Let Make read that Gmail inbox, filter the messages, and then push the extracted data into Google Calendar or other third‑party services.
As a result, Google (or any other intermediary) ends up with full visibility of the forwarded emails, and Make gains access to the entire mailbox, not just the specific messages we intended to share.
These steps defeat the purpose of using Proton in the first place, because they expose private communications to external providers and increase the overall attack surface.
Manually copy‑paste invoices or payment confirmations from Mail into Drive.
Keep an old Google Mail/Calendar account just to feed third‑party tools.
Build fragile work‑arounds (CSV exports, external webhooks, temporary storage) that increase the attack surface.
What we need is a native, consent‑driven integration API inside Proton that provides:
Conditional access rules, filter on sender/subject/body and grant explicit permission (e.g., “Allow Make to pull invoices from billing@myshop.com”).

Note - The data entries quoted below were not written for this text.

//! Per-document context.
//!
//! [`EditorDocument`] owns everything the annotation and layout machinery needs for one open
//! document: the text, its fold regions, the optional change tracker and the configuration.
//! Every edit goes through it so the three stay consistent: the buffer is mutated first, fold
//! offsets are rebased in the same call, and the tracker replays the edit's line events as
//! one batch.

use std::path::{Path, PathBuf};

use crate::baseline::BaselineProvider;
use crate::buffer::{BufferEdit, TextBuffer};
use crate::change_tracker::ChangeTracker;
use crate::config::EditorConfig;
use crate::error::Error;
use crate::folding::{FoldEvent, FoldId, FoldingModel};
use crate::generators::FoldingElementGenerator;
use crate::notify::SubscriptionId;
use crate::visual_line::{ElementGenerator, VisualLine, VisualLineBuilder, VisualLineTransformer};

/// One open document.
#[derive(Debug)]
pub struct EditorDocument {
    path: PathBuf,
    buffer: TextBuffer,
    folding: FoldingModel,
    tracker: Option<ChangeTracker>,
    config: EditorConfig,
}

impl EditorDocument {
    /// Open a document with initial `text`.
    pub fn new(path: impl Into<PathBuf>, text: &str, config: EditorConfig) -> Self {
        let buffer = TextBuffer::from_text(text);
        let folding = FoldingModel::new(buffer.len_chars());
        Self {
            path: path.into(),
            buffer,
            folding,
            tracker: None,
            config,
        }
    }

    /// Document path.
    pub fn path(&self) -> &Path {
        &self.path
    }

    /// The text.
    pub fn buffer(&self) -> &TextBuffer {
        &self.buffer
    }

    /// Fold regions.
    pub fn folding(&self) -> &FoldingModel {
        &self.folding
    }

    /// Configuration.
    pub fn config(&self) -> &EditorConfig {
        &self.config
    }

    /// Replace the configuration. Visual lines built afterwards use it.
    pub fn set_config(&mut self, config: EditorConfig) {
        self.config = config;
    }

    /// The change tracker, if attached.
    pub fn change_tracker(&self) -> Option<&ChangeTracker> {
        self.tracker.as_ref()
    }

    /// Mutable access to the change tracker (for subscriptions).
    pub fn change_tracker_mut(&mut self) -> Option<&mut ChangeTracker> {
        self.tracker.as_mut()
    }

    /// Start tracking changes against the baseline `provider` has for this document.
    ///
    /// Does nothing if a tracker is already attached.
    pub fn attach_change_tracker(&mut self, provider: &dyn BaselineProvider) -> Result<(), Error> {
        if self.tracker.is_some() {
            return Ok(());
        }
        let mut tracker = ChangeTracker::new();
        tracker.initialize(&self.buffer, self.path.clone(), provider)?;
        self.tracker = Some(tracker);
        Ok(())
    }

    /// Stop tracking changes. Returns `false` if no tracker was attached.
    pub fn detach_change_tracker(&mut self) -> bool {
        match self.tracker.take() {
            Some(mut tracker) => tracker.dispose(),
            None => false,
        }
    }

    /// Insert `text` at char `offset`.
    pub fn insert(&mut self, offset: usize, text: &str) -> Result<BufferEdit, Error> {
        let edit = self.buffer.insert(offset, text)?;
        self.propagate(edit)
    }

    /// Remove `len` chars at `offset`.
    pub fn remove(&mut self, offset: usize, len: usize) -> Result<BufferEdit, Error> {
        let edit = self.buffer.remove(offset, len)?;
        self.propagate(edit)
    }

    /// Replace `len` chars at `offset` with `text`.
    pub fn replace(&mut self, offset: usize, len: usize, text: &str) -> Result<BufferEdit, Error> {
        let edit = self.buffer.replace(offset, len, text)?;
        self.propagate(edit)
    }

    /// Replace the whole text. Fold regions are dropped.
    pub fn set_text(&mut self, text: &str) -> Result<BufferEdit, Error> {
        let edit = self.buffer.set_text(text);
        self.folding.reset(self.buffer.len_chars());
        if let Some(tracker) = self.tracker.as_mut() {
            tracker.apply_events(&edit.events, &self.buffer)?;
        }
        Ok(edit)
    }

    /// Forward the "back to saved state" signal to the change tracker.
    pub fn mark_saved(&mut self, provider: &dyn BaselineProvider) -> Result<(), Error> {
        if let Some(tracker) = self.tracker.as_mut() {
            tracker.on_saved(&self.buffer, provider)?;
        }
        Ok(())
    }

    /// Text ready to be written to disk, with the document's original line endings.
    pub fn text_for_saving(&self) -> String {
        self.buffer.text_for_saving()
    }

    /// Register a fold region.
    pub fn add_fold(
        &mut self,
        start: usize,
        end: usize,
        title: Option<String>,
    ) -> Result<FoldId, Error> {
        Ok(self.folding.add_fold(start, end, title)?)
    }

    /// Fold or unfold a region.
    pub fn set_folded(&mut self, id: FoldId, folded: bool) -> Result<(), Error> {
        Ok(self.folding.set_folded(id, folded)?)
    }

    /// Fold or unfold every region.
    pub fn set_all_folded(&mut self, folded: bool) {
        self.folding.set_all_folded(folded);
    }

    /// Remove a fold region.
    pub fn remove_fold(&mut self, id: FoldId) -> Result<(), Error> {
        self.folding.remove_fold(id)?;
        Ok(())
    }

    /// Subscribe to fold notifications: folding toggles and regions pruned by edits.
    pub fn subscribe_folds<F>(&mut self, callback: F) -> SubscriptionId
    where
        F: FnMut(&FoldEvent) + Send + 'static,
    {
        self.folding.subscribe(callback)
    }

    /// Remove a fold callback.
    pub fn unsubscribe_folds(&mut self, id: SubscriptionId) -> bool {
        self.folding.unsubscribe(id)
    }

    /// Build the visual line starting at `line`.
    ///
    /// Folding has the highest priority; `extra_generators` follow in the given order.
    pub fn visual_line(
        &self,
        line: usize,
        extra_generators: &[&dyn ElementGenerator],
        transformers: &[&dyn VisualLineTransformer],
    ) -> Result<VisualLine, Error> {
        let folding = FoldingElementGenerator::new(&self.folding);
        let mut generators: Vec<&dyn ElementGenerator> = Vec::with_capacity(extra_generators.len() + 1);
        generators.push(&folding);
        generators.extend_from_slice(extra_generators);

        let builder = VisualLineBuilder::new(&self.buffer, &self.config.layout);
        Ok(builder.build(line, &generators, transformers)?)
    }

    /// Build up to `count` consecutive visual lines starting at document line `first`.
    ///
    /// Lines swallowed by a folded region do not get a visual line of their own.
    pub fn visible_lines(&self, first: usize, count: usize) -> Result<Vec<VisualLine>, Error> {
        let mut lines = Vec::with_capacity(count);
        let mut line = first;
        while lines.len() < count && line <= self.buffer.line_count() {
            let visual = self.visual_line(line, &[], &[])?;
            line = visual.last_document_line().line_number + 1;
            lines.push(visual);
        }
        Ok(lines)
    }

    fn propagate(&mut self, edit: BufferEdit) -> Result<BufferEdit, Error> {
        self.folding
            .apply_edit(edit.offset, edit.removed, edit.inserted)?;
        if let Some(tracker) = self.tracker.as_mut() {
            tracker.apply_events(&edit.events, &self.buffer)?;
        }
        Ok(edit)
    }
}
//! In-memory group table

use crate::SUBJECT_FIELD;
use crate::record::{Cell, MetricRecord};

/// Ordered rows of metric records over the union of their fields.
///
/// Columns keep the order in which they were first seen. Every row holds one
/// cell per column; rows that predate a column hold [`Cell::Null`] there.
#[derive(Debug, Clone, Default, PartialEq)]
pub struct GroupTable {
    columns: Vec<String>,
    rows: Vec<Vec<Cell>>,
}

impl GroupTable {
    pub fn new() -> Self {
        Self::default()
    }

    /// Table with a fixed column set and no rows. Names are assumed valid.
    pub(crate) fn with_columns(columns: Vec<String>) -> Self {
        GroupTable {
            columns,
            rows: Vec::new(),
        }
    }

    /// Append a row that already matches the column set.
    pub(crate) fn push_row(&mut self, row: Vec<Cell>) {
        debug_assert_eq!(row.len(), self.columns.len());
        self.rows.push(row);
    }

    /// Append `record` as the last row and return the columns it introduced.
    pub fn push(&mut self, record: &MetricRecord) -> Vec<String> {
        let mut added = Vec::new();
        for name in record.names() {
            if !self.columns.iter().any(|c| c == name) {
                self.columns.push(name.to_string());
                added.push(name.to_string());
            }
        }
        if !added.is_empty() {
            let width = self.columns.len();
            for row in &mut self.rows {
                row.resize(width, Cell::Null);
            }
        }

        let row = self
            .columns
            .iter()
            .map(|c| record.get(c).cloned().unwrap_or(Cell::Null))
            .collect();
        self.rows.push(row);
        added
    }

    pub fn columns(&self) -> &[String] {
        &self.columns
    }

    pub fn column_index(&self, name: &str) -> Option<usize> {
        self.columns.iter().position(|c| c == name)
    }

    pub fn len(&self) -> usize {
        self.rows.len()
    }

    pub fn is_empty(&self) -> bool {
        self.rows.is_empty()
    }

    pub(crate) fn raw_rows(&self) -> &[Vec<Cell>] {
        &self.rows
    }

    pub fn cell(&self, row: usize, column: &str) -> Option<&Cell> {
        let col = self.column_index(column)?;
        self.rows.get(row).map(|r| &r[col])
    }

    /// Row `index` as a record. Null cells are left out.
    pub fn row(&self, index: usize) -> Option<MetricRecord> {
        let cells = self.rows.get(index)?;
        let mut record = MetricRecord::new();
        for (name, cell) in self.columns.iter().zip(cells) {
            if !cell.is_null() {
                record.push_unchecked(name.clone(), cell.clone());
            }
        }
        Some(record)
    }

    pub fn records(&self) -> impl Iterator<Item = MetricRecord> + '_ {
        (0..self.rows.len()).filter_map(|i| self.row(i))
    }

    /// All cells of one column, top to bottom
    pub fn column_values(&self, column: &str) -> Option<Vec<&Cell>> {
        let col = self.column_index(column)?;
        Some(self.rows.iter().map(|r| &r[col]).collect())
    }

    /// Indices of the rows recorded for `subject`
    pub fn rows_for_subject(&self, subject: &str) -> Vec<usize> {
        let Some(col) = self.column_index(SUBJECT_FIELD) else {
            return Vec::new();
        };
        self.rows
            .iter()
            .enumerate()
            .filter(|(_, r)| subject_matches(&r[col], subject))
            .map(|(i, _)| i)
            .collect()
    }
}

// Subjects read back from disk may have become numbers ("42").
fn subject_matches(cell: &Cell, subject: &str) -> bool {
    match cell {
        Cell::Text(s) => s == subject,
        Cell::Number(_) => cell.render() == subject,
        Cell::Null => false,
    }
}
//! Metric records: ordered field name → value mappings

use std::fmt;

use serde::Serialize;

use crate::error::{TableError, TableResult};
use crate::format::format_float;
use crate::{NULL_TOKEN, SUBJECT_FIELD};

/// One table value
#[derive(Debug, Clone, PartialEq, Serialize)]
#[serde(untagged)]
pub enum Cell {
    Number(f64),
    Text(String),
    Null,
}

impl Cell {
    /// Interpret one token read back from a table file.
    ///
    /// A token becomes a [`Cell::Number`] only when writing that number again
    /// reproduces the token exactly. Anything else is kept verbatim as text,
    /// so values such as zero-padded subject IDs survive a rewrite.
    pub fn parse(token: &str) -> Cell {
        let token = token.trim();
        if token.is_empty() || token == NULL_TOKEN {
            return Cell::Null;
        }
        match token.parse::<f64>() {
            Ok(v) if !v.is_nan() && format_float(v) == token => Cell::Number(v),
            _ => Cell::Text(token.to_string()),
        }
    }

    /// Like [`Cell::parse`], but the token is never taken as a number.
    pub fn parse_text(token: &str) -> Cell {
        let token = token.trim();
        if token.is_empty() || token == NULL_TOKEN {
            return Cell::Null;
        }
        Cell::Text(token.to_string())
    }

    pub fn is_null(&self) -> bool {
        matches!(self, Cell::Null)
    }

    /// Numeric value of the cell; text is accepted when it spells a number.
    pub fn as_f64(&self) -> Option<f64> {
        match self {
            Cell::Number(v) => Some(*v),
            Cell::Text(s) => s.parse::<f64>().ok().filter(|v| !v.is_nan()),
            Cell::Null => None,
        }
    }

    pub fn as_text(&self) -> Option<&str> {
        match self {
            Cell::Text(s) => Some(s),
            _ => None,
        }
    }

    /// Text written to the table for this cell
    pub fn render(&self) -> String {
        match self {
            Cell::Number(v) => format_float(*v),
            Cell::Text(s) => s.clone(),
            Cell::Null => NULL_TOKEN.to_string(),
        }
    }
}

impl fmt::Display for Cell {
    fn fmt(&self, f: &mut fmt::Formatter<'_>) -> fmt::Result {
        f.write_str(&self.render())
    }
}

impl From<f64> for Cell {
    fn from(v: f64) -> Self {
        if v.is_nan() { Cell::Null } else { Cell::Number(v) }
    }
}

impl From<f32> for Cell {
    fn from(v: f32) -> Self {
        Cell::from(v as f64)
    }
}

impl From<&str> for Cell {
    fn from(s: &str) -> Self {
        Cell::Text(s.to_string())
    }
}

impl From<String> for Cell {
    fn from(s: String) -> Self {
        Cell::Text(s)
    }
}

impl<T: Into<Cell>> From<Option<T>> for Cell {
    fn from(v: Option<T>) -> Self {
        v.map(Into::into).unwrap_or(Cell::Null)
    }
}

pub(crate) fn validate_field_name(name: &str) -> TableResult<()> {
    if name.is_empty() || name.chars().any(char::is_whitespace) {
        return Err(TableError::InvalidFieldName(name.to_string()));
    }
    Ok(())
}

fn validate_value(field: &str, value: &Cell) -> TableResult<()> {
    if let Cell::Text(s) = value {
        if s.is_empty() || s == NULL_TOKEN || s.chars().any(char::is_whitespace) {
            return Err(TableError::InvalidValue {
                field: field.to_string(),
                value: s.clone(),
            });
        }
    }
    Ok(())
}

/// Named scalar metrics computed for one subject in one run.
///
/// Field order is insertion order. Which fields are present depends on the
/// inputs the caller had available; the table grows its columns to match.
#[derive(Debug, Clone, Default, PartialEq, Serialize)]
pub struct MetricRecord {
    fields: Vec<(String, Cell)>,
}

impl MetricRecord {
    pub fn new() -> Self {
        Self::default()
    }

    /// Record whose first field is the subject identifier
    pub fn for_subject(subject: &str) -> TableResult<Self> {
        let mut record = Self::new();
        record.insert(SUBJECT_FIELD, subject)?;
        Ok(record)
    }

    /// Set `name` to `value`. An existing field keeps its position.
    pub fn insert(&mut self, name: &str, value: impl Into<Cell>) -> TableResult<&mut Self> {
        validate_field_name(name)?;
        let value = value.into();
        validate_value(name, &value)?;
        match self.fields.iter_mut().find(|(n, _)| n == name) {
            Some((_, slot)) => *slot = value,
            None => self.fields.push((name.to_string(), value)),
        }
        Ok(self)
    }

    pub(crate) fn push_unchecked(&mut self, name: String, value: Cell) {
        self.fields.push((name, value));
    }

    pub fn get(&self, name: &str) -> Option<&Cell> {
        self.fields.iter().find(|(n, _)| n == name).map(|(_, v)| v)
    }

    pub fn subject(&self) -> Option<&str> {
        self.get(SUBJECT_FIELD).and_then(Cell::as_text)
    }

    pub fn names(&self) -> impl Iterator<Item = &str> {
        self.fields.iter().map(|(n, _)| n.as_str())
    }

    pub fn iter(&self) -> impl Iterator<Item = (&str, &Cell)> {
        self.fields.iter().map(|(n, v)| (n.as_str(), v))
    }

    pub fn len(&self) -> usize {
        self.fields.len()
    }

    pub fn is_empty(&self) -> bool {
        self.fields.is_empty()
    }
}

Secure webhooks – signed URLs that third‑party platforms can call to create or modify Proton objects (mail, file, calendar event).
Scoped, fine‑grained tokens – read‑only, write‑only, or read‑write access limited to a single mailbox or a single Drive sub‑folder, with a dedicated folder ID.
Explicit activation/deactivation – the integration does nothing until the user flips it on in the Proton dashboard; it can be turned off at any time, even if Proton flags the inter‑dependency as “risky”.
Audit log – full history of API calls shown in the dashboard, with one‑click revocation of any token.
Native Lumo integration – allow Lumo to query Mail and Drive using the same scoped tokens, so it can answer contextual questions like “What’s the coverage limit of my insurance?” by pulling the relevant contract from Drive and summarising the paragraph.
Why this matters
User‑controlled consent – every connection requires explicit opt‑in and targets only the data that is truly needed.
Reduced attack surface – eliminates the need for external CSV files, public webhooks, or ad‑hoc scripts that break end‑to‑end encryption.
Boosts Proton’s appeal – privacy‑first home‑automation fans (Home Assistant, Make, n8n) would adopt Proton far more readily if a secure bridge existed.
Prevents unsafe work‑arounds – even if Proton does not officially recommend such cross‑service links, people will still build fragile hacks; an official, audited solution dramatically lowers real‑world risk.
Potential impact
Makes Proton a complete, privacy‑preserving platform for everyday automation.
Attracts niche communities (home‑automation, low‑code workflow builders) that currently stay on less‑private stacks.
Gives Lumo a powerful data‑source for contextual Q&A, increasing its usefulness.